_Your objective_
Copy exactly the stretch of data below from the line with "if s.dot(&y) >" through the line with "let mut roots", including both of those lines.
────────────────────
//! Common value types for the car trajectory planner

/// 2D pose used as a boundary condition for a planning query
#[derive(Debug, Clone, Copy, PartialEq)]
pub struct State {
    pub x: f64,
    pub y: f64,
    pub theta: f64,
}

impl State {
    pub fn new(x: f64, y: f64, theta: f64) -> Self {
        Self { x, y, theta }
    }

    pub fn origin() -> Self {
        Self { x: 0.0, y: 0.0, theta: 0.0 }
    }

    /// Planar distance to another state, heading ignored
    pub fn distance(&self, other: &State) -> f64 {
        ((self.x - other.x).powi(2) + (self.y - other.y).powi(2)).sqrt()
    }
}

/// Circular obstacle with a safety margin
#[derive(Debug, Clone, Copy, PartialEq)]
pub struct Obstacle {
    pub x: f64,
    pub y: f64,
    pub radius: f64,
    pub inflation: f64,
}

impl Obstacle {
    pub fn new(x: f64, y: f64, radius: f64, inflation: f64) -> Self {
        Self { x, y, radius, inflation }
    }

    /// Physical radius plus the safety margin
    pub fn inflated_radius(&self) -> f64 {
        self.radius + self.inflation
    }

    /// Signed clearance of a point: zero on the inflated boundary,
    /// negative inside, positive outside
    pub fn clearance(&self, x: f64, y: f64) -> f64 {
        (self.x - x).powi(2) + (self.y - y).powi(2) - self.inflated_radius().powi(2)
    }
}

/// One playback step recovered from a solved trajectory
#[derive(Debug, Clone, Copy, PartialEq)]
pub struct Command {
    /// Path curvature [1/m]
    pub curvature: f64,
    /// Linear velocity [m/s]
    pub velocity: f64,
    /// Segment duration [s]
    pub duration: f64,
}

impl Command {
    pub fn new(curvature: f64, velocity: f64, duration: f64) -> Self {
        Self { curvature, velocity, duration }
    }

    /// Angular velocity equivalent for a twist-style consumer
    pub fn angular_velocity(&self) -> f64 {
        self.curvature * self.velocity
    }
}
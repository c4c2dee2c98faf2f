//! Symbolic expression graph
//!
//! Decision variables and constraints are built as an explicit expression
//! DAG (constants, variable leaves, unary and binary operations) with
//! `std::ops` overloads for arithmetic. Shared sub-expressions are cheap
//! `Rc` clones, which keeps the nested forward-Euler rollouts of the
//! formulation compact.

use std::ops::{Add, Div, Mul, Neg, Sub};
use std::rc::Rc;

/// Unary operations
#[derive(Debug, Clone, Copy, PartialEq, Eq)]
pub enum UnaryOp {
    Neg,
    Sin,
    Cos,
}

/// Binary operations
#[derive(Debug, Clone, Copy, PartialEq, Eq)]
pub enum BinaryOp {
    Add,
    Sub,
    Mul,
    Div,
}

/// Expression node variants
#[derive(Debug)]
pub enum ExprNode {
    /// Numeric constant
    Const(f64),
    /// Decision variable leaf; `index` is the position in the flattened
    /// decision vector
    Var { index: usize, name: String },
    /// Unary operation
    Unary { op: UnaryOp, arg: Expr },
    /// Binary operation
    Binary { op: BinaryOp, lhs: Expr, rhs: Expr },
}

/// Shared handle to an expression node
#[derive(Debug, Clone)]
pub struct Expr(Rc<ExprNode>);

impl Expr {
    pub fn constant(value: f64) -> Self {
        Expr(Rc::new(ExprNode::Const(value)))
    }

    /// Creates a variable leaf. The index must match the variable's position
    /// in the decision vector handed to the solver.
    pub fn variable(index: usize, name: impl Into<String>) -> Self {
        Expr(Rc::new(ExprNode::Var { index, name: name.into() }))
    }

    fn unary(op: UnaryOp, arg: Expr) -> Self {
        Expr(Rc::new(ExprNode::Unary { op, arg }))
    }

    fn binary(op: BinaryOp, lhs: Expr, rhs: Expr) -> Self {
        Expr(Rc::new(ExprNode::Binary { op, lhs, rhs }))
    }

    pub fn sin(&self) -> Expr {
        Expr::unary(UnaryOp::Sin, self.clone())
    }

    pub fn cos(&self) -> Expr {
        Expr::unary(UnaryOp::Cos, self.clone())
    }

    pub fn squared(&self) -> Expr {
        Expr::binary(BinaryOp::Mul, self.clone(), self.clone())
    }

    pub fn node(&self) -> &ExprNode {
        &self.0
    }

    /// Stable identity of the underlying node, used for DAG interning
    pub(crate) fn key(&self) -> usize {
        Rc::as_ptr(&self.0) as usize
    }

    /// Variable name if this expression is a bare variable leaf
    pub fn var_name(&self) -> Option<&str> {
        match self.node() {
            ExprNode::Var { name, .. } => Some(name),
            _ => None,
        }
    }

    /// Variable index if this expression is a bare variable leaf
    pub fn var_index(&self) -> Option<usize> {
        match self.node() {
            ExprNode::Var { index, .. } => Some(*index),
            _ => None,
        }
    }

    /// Evaluates the expression tree at the given decision vector.
    ///
    /// This walks the tree recursively and re-visits shared nodes; it is
    /// meant for spot checks and tests. Repeated evaluation should go
    /// through a compiled [`Tape`](super::Tape).
    pub fn eval(&self, x: &[f64]) -> f64 {
        match self.node() {
            ExprNode::Const(v) => *v,
            ExprNode::Var { index, .. } => x[*index],
            ExprNode::Unary { op, arg } => {
                let v = arg.eval(x);
                match op {
                    UnaryOp::Neg => -v,
                    UnaryOp::Sin => v.sin(),
                    UnaryOp::Cos => v.cos(),
                }
            }
            ExprNode::Binary { op, lhs, rhs } => {
                let a = lhs.eval(x);
                let b = rhs.eval(x);
                match op {
                    BinaryOp::Add => a + b,
                    BinaryOp::Sub => a - b,
                    BinaryOp::Mul => a * b,
                    BinaryOp::Div => a / b,
                }
            }
        }
    }
}

macro_rules! impl_binary_op {
    ($trait:ident, $method:ident, $op:expr) => {
        impl $trait for Expr {
            type Output = Expr;
            fn $method(self, rhs: Expr) -> Expr {
                Expr::binary($op, self, rhs)
            }
        }

        impl $trait<f64> for Expr {
            type Output = Expr;
            fn $method(self, rhs: f64) -> Expr {
                Expr::binary($op, self, Expr::constant(rhs))
            }
        }

        impl $trait<Expr> for f64 {
            type Output = Expr;
            fn $method(self, rhs: Expr) -> Expr {
                Expr::binary($op, Expr::constant(self), rhs)
            }
        }
    };
}

impl_binary_op!(Add, add, BinaryOp::Add);
impl_binary_op!(Sub, sub, BinaryOp::Sub);
impl_binary_op!(Mul, mul, BinaryOp::Mul);
impl_binary_op!(Div, div, BinaryOp::Div);

impl Neg for Expr {
    type Output = Expr;
    fn neg(self) -> Expr {
        Expr::unary(UnaryOp::Neg, self)
    }
}
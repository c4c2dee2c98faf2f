//! Augmented-Lagrangian NLP solver
//!
//! Outer loop updates Lagrange multiplier estimates and grows the penalty
//! when feasibility stalls; the inner subproblems are minimized with
//! limited-memory BFGS (two-loop recursion) and a backtracking Armijo line
//! search. Gradients are exact, computed in one reverse sweep over the
//! compiled tape with the penalty derivatives as adjoint seeds.
//!
//! Unbounded (observation) rows contribute nothing to the merit function,
//! so bookkeeping constraints never influence the solve.

use std::collections::VecDeque;
use std::time::Instant;

use nalgebra::DVector;

use super::{NlpProblem, NlpSolution, NlpSolver, SolverStats};
use crate::common::error::PlannerResult;
use crate::symbolic::Tape;

/// Solver configuration
#[derive(Debug, Clone)]
pub struct AugmentedLagrangianConfig {
    /// Maximum multiplier/penalty update rounds
    pub max_outer_iterations: usize,
    /// Maximum L-BFGS iterations per subproblem
    pub max_inner_iterations: usize,
    /// L-BFGS history depth (limited-memory Hessian approximation)
    pub memory: usize,
    /// Initial quadratic penalty weight
    pub initial_penalty: f64,
    /// Penalty growth factor when feasibility stalls
    pub penalty_growth: f64,
    /// Penalty ceiling
    pub max_penalty: f64,
    /// Feasibility tolerance on the largest bound violation
    pub violation_tolerance: f64,
    /// Stationarity tolerance on the merit gradient norm
    pub gradient_tolerance: f64,
}

impl Default for AugmentedLagrangianConfig {
    fn default() -> Self {
        Self {
            max_outer_iterations: 30,
            max_inner_iterations: 200,
            memory: 10,
            initial_penalty: 10.0,
            penalty_growth: 10.0,
            max_penalty: 1e8,
            violation_tolerance: 1e-4,
            gradient_tolerance: 1e-6,
        }
    }
}

/// Augmented-Lagrangian solver over a compiled expression tape
#[derive(Debug, Default)]
pub struct AugmentedLagrangianSolver {
    config: AugmentedLagrangianConfig,
}

/// Multiplier estimates per constraint row. Equality rows use the signed
/// multiplier; range rows keep one non-negative multiplier per active side.
struct Multipliers {
    eq: Vec<f64>,
    lower: Vec<f64>,
    upper: Vec<f64>,
}

impl AugmentedLagrangianSolver {
    pub fn new(config: AugmentedLagrangianConfig) -> Self {
        Self { config }
    }

    pub fn with_defaults() -> Self {
        Self::new(AugmentedLagrangianConfig::default())
    }

    /// Merit value and per-output adjoint seeds at the given forward-pass
    /// outputs. Seed 0 belongs to the objective.
    fn merit_and_seeds(
        problem: &NlpProblem,
        outputs: &[f64],
        mults: &Multipliers,
        mu: f64,
    ) -> (f64, Vec<f64>) {
        let mut merit = outputs[0];
        let mut seeds = vec![0.0; outputs.len()];
        seeds[0] = 1.0;

        for i in 0..problem.constraints.len() {
            let g = outputs[i + 1];
            let l = problem.lower[i];
            let u = problem.upper[i];

            if l == u && l.is_finite() {
                let e = g - l;
                merit += mults.eq[i] * e + 0.5 * mu * e * e;
                seeds[i + 1] += mults.eq[i] + mu * e;
                continue;
            }
            if l.is_finite() {
                let t = (mults.lower[i] + mu * (l - g)).max(0.0);
                merit += (t * t - mults.lower[i] * mults.lower[i]) / (2.0 * mu);
                if t > 0.0 {
                    seeds[i + 1] -= t;
                }
            }
            if u.is_finite() {
                let t = (mults.upper[i] + mu * (g - u)).max(0.0);
                merit += (t * t - mults.upper[i] * mults.upper[i]) / (2.0 * mu);
                if t > 0.0 {
                    seeds[i + 1] += t;
                }
            }
        }
        (merit, seeds)
    }

    fn merit_value(
        tape: &Tape,
        problem: &NlpProblem,
        x: &DVector<f64>,
        mults: &Multipliers,
        mu: f64,
    ) -> f64 {
        let values = tape.forward(x.as_slice());
        let outputs = tape.outputs_from(&values);
        Self::merit_and_seeds(problem, &outputs, mults, mu).0
    }

    fn merit_with_gradient(
        tape: &Tape,
        problem: &NlpProblem,
        x: &DVector<f64>,
        mults: &Multipliers,
        mu: f64,
    ) -> (f64, DVector<f64>) {
        let values = tape.forward(x.as_slice());
        let outputs = tape.outputs_from(&values);
        let (merit, seeds) = Self::merit_and_seeds(problem, &outputs, mults, mu);
        let grad = tape.backward(&values, &seeds);
        (merit, DVector::from_vec(grad))
    }

    /// Two-loop L-BFGS recursion; returns a descent direction
    fn lbfgs_direction(
        grad: &DVector<f64>,
        s_hist: &VecDeque<DVector<f64>>,
        y_hist: &VecDeque<DVector<f64>>,
    ) -> DVector<f64> {
        let k = s_hist.len();
        let mut q = grad.clone();
        let mut alphas = vec![0.0; k];
        let mut rhos = vec![0.0; k];

        for i in (0..k).rev() {
            rhos[i] = 1.0 / y_hist[i].dot(&s_hist[i]);
            alphas[i] = rhos[i] * s_hist[i].dot(&q);
            q.axpy(-alphas[i], &y_hist[i], 1.0);
        }

        let gamma = if k > 0 {
            s_hist[k - 1].dot(&y_hist[k - 1]) / y_hist[k - 1].norm_squared()
        } else {
            1.0
        };
        let mut r = q;
        r *= gamma;

        for i in 0..k {
            let beta = rhos[i] * y_hist[i].dot(&r);
            r.axpy(alphas[i] - beta, &s_hist[i], 1.0);
        }
        -r
    }

    /// Minimizes the current augmented Lagrangian; returns iterations spent
    fn minimize_subproblem(
        &self,
        tape: &Tape,
        problem: &NlpProblem,
        x: &mut DVector<f64>,
        mults: &Multipliers,
        mu: f64,
    ) -> usize {
        let mut s_hist: VecDeque<DVector<f64>> = VecDeque::new();
        let mut y_hist: VecDeque<DVector<f64>> = VecDeque::new();
        let (mut value, mut grad) = Self::merit_with_gradient(tape, problem, x, mults, mu);
        let mut iterations = 0;

        for _ in 0..self.config.max_inner_iterations {
            if grad.norm() <= self.config.gradient_tolerance {
                break;
            }
            iterations += 1;

            let mut direction = Self::lbfgs_direction(&grad, &s_hist, &y_hist);
            let mut slope = grad.dot(&direction);
            if !slope.is_finite() || slope >= 0.0 {
                // Curvature history went bad; fall back to steepest descent
                direction = -&grad;
                slope = -grad.norm_squared();
                s_hist.clear();
                y_hist.clear();
            }

            let mut alpha = 1.0;
            let mut accepted = false;
            for _ in 0..40 {
                let mut candidate = x.clone();
                candidate.axpy(alpha, &direction, 1.0);
                let trial = Self::merit_value(tape, problem, &candidate, mults, mu);
                if trial.is_finite() && trial <= value + 1e-4 * alpha * slope {
                    let (new_value, new_grad) =
                        Self::merit_with_gradient(tape, problem, &candidate, mults, mu);
                    let s = &candidate - &*x;
                    let y = &new_grad - &grad;
                    if s.dot(&y) > 1e-12 {
                        s_hist.push_back(s);
                        y_hist.push_back(y);
                        if s_hist.len() > self.config.memory {
                            s_hist.pop_front();
                            y_hist.pop_front();
                        }
                    }
                    *x = candidate;
                    value = new_value;
                    grad = new_grad;
                    accepted = true;
                    break;
                }
                alpha *= 0.5;
            }
            if !accepted {
                break;
            }
        }
        iterations
    }

    fn max_violation(problem: &NlpProblem, g: &[f64]) -> f64 {
        let mut worst = 0.0f64;
        for i in 0..problem.constraints.len() {
            let l = problem.lower[i];
            let u = problem.upper[i];
            if l.is_finite() {
                worst = worst.max(l - g[i]);
            }
            if u.is_finite() {
                worst = worst.max(g[i] - u);
            }
        }
        worst
    }

    fn update_multipliers(problem: &NlpProblem, g: &[f64], mults: &mut Multipliers, mu: f64) {
        for i in 0..problem.constraints.len() {
            let l = problem.lower[i];
            let u = problem.upper[i];
            if l == u && l.is_finite() {
                mults.eq[i] += mu * (g[i] - l);
                continue;
            }
            if l.is_finite() {
                mults.lower[i] = (mults.lower[i] + mu * (l - g[i])).max(0.0);
            }
            if u.is_finite() {
                mults.upper[i] = (mults.upper[i] + mu * (g[i] - u)).max(0.0);
            }
        }
    }
}

impl NlpSolver for AugmentedLagrangianSolver {
    fn solve(
        &self,
        problem: &NlpProblem,
        initial_guess: &DVector<f64>,
    ) -> PlannerResult<NlpSolution> {
        let start = Instant::now();

        let mut roots = Vec::with_capacity(problem.constraints.len() + 1);
        roots.push(problem.objective.clone());
        roots.extend(problem.constraints.iter().cloned());
        let tape = Tape::compile(&roots, problem.num_variables);

        let m = problem.constraints.len();
        let mut mults = Multipliers {
            eq: vec![0.0; m],
            lower: vec![0.0; m],
            upper: vec![0.0; m],
        };
        let mut mu = self.config.initial_penalty;
        let mut x = initial_guess.clone();
        let mut total_iterations = 0;
        let mut prev_violation = f64::INFINITY;

        for _ in 0..self.config.max_outer_iterations {
            total_iterations += self.minimize_subproblem(&tape, problem, &mut x, &mults, mu);

            let values = tape.forward(x.as_slice());
            let outputs = tape.outputs_from(&values);
            let violation = Self::max_violation(problem, &outputs[1..]);
            if violation <= self.config.violation_tolerance {
                break;
            }

            Self::update_multipliers(problem, &outputs[1..], &mut mults, mu);
            if violation > 0.25 * prev_violation {
                mu = (mu * self.config.penalty_growth).min(self.config.max_penalty);
            }
            prev_violation = violation;
        }

        let values = tape.forward(x.as_slice());
        let outputs = tape.outputs_from(&values);
        let objective = outputs[0];
        let g = DVector::from_vec(outputs[1..].to_vec());
        let violation = Self::max_violation(problem, g.as_slice());

        let stats = SolverStats {
            success: violation <= self.config.violation_tolerance,
            iterations: total_iterations,
            solve_time: start.elapsed().as_secs_f64(),
            constraint_violation: violation,
        };
        Ok(NlpSolution { x, g, objective, stats })
    }
}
────────────────────
_Exercise output_
                    if s.dot(&y) > 1e-12 {
                        s_hist.push_back(s);
                        y_hist.push_back(y);
                        if s_hist.len() > self.config.memory {
                            s_hist.pop_front();
                            y_hist.pop_front();
                        }
                    }
                    *x = candidate;
                    value = new_value;
                    grad = new_grad;
                    accepted = true;
                    break;
                }
                alpha *= 0.5;
            }
            if !accepted {
                break;
            }
        }
        iterations
    }

    fn max_violation(problem: &NlpProblem, g: &[f64]) -> f64 {
        let mut worst = 0.0f64;
        for i in 0..problem.constraints.len() {
            let l = problem.lower[i];
            let u = problem.upper[i];
            if l.is_finite() {
                worst = worst.max(l - g[i]);
            }
            if u.is_finite() {
                worst = worst.max(g[i] - u);
            }
        }
        worst
    }

    fn update_multipliers(problem: &NlpProblem, g: &[f64], mults: &mut Multipliers, mu: f64) {
        for i in 0..problem.constraints.len() {
            let l = problem.lower[i];
            let u = problem.upper[i];
            if l == u && l.is_finite() {
                mults.eq[i] += mu * (g[i] - l);
                continue;
            }
            if l.is_finite() {
                mults.lower[i] = (mults.lower[i] + mu * (l - g[i])).max(0.0);
            }
            if u.is_finite() {
                mults.upper[i] = (mults.upper[i] + mu * (g[i] - u)).max(0.0);
            }
        }
    }
}

impl NlpSolver for AugmentedLagrangianSolver {
    fn solve(
        &self,
        problem: &NlpProblem,
        initial_guess: &DVector<f64>,
    ) -> PlannerResult<NlpSolution> {
        let start = Instant::now();

        let mut roots = Vec::with_capacity(problem.constraints.len() + 1);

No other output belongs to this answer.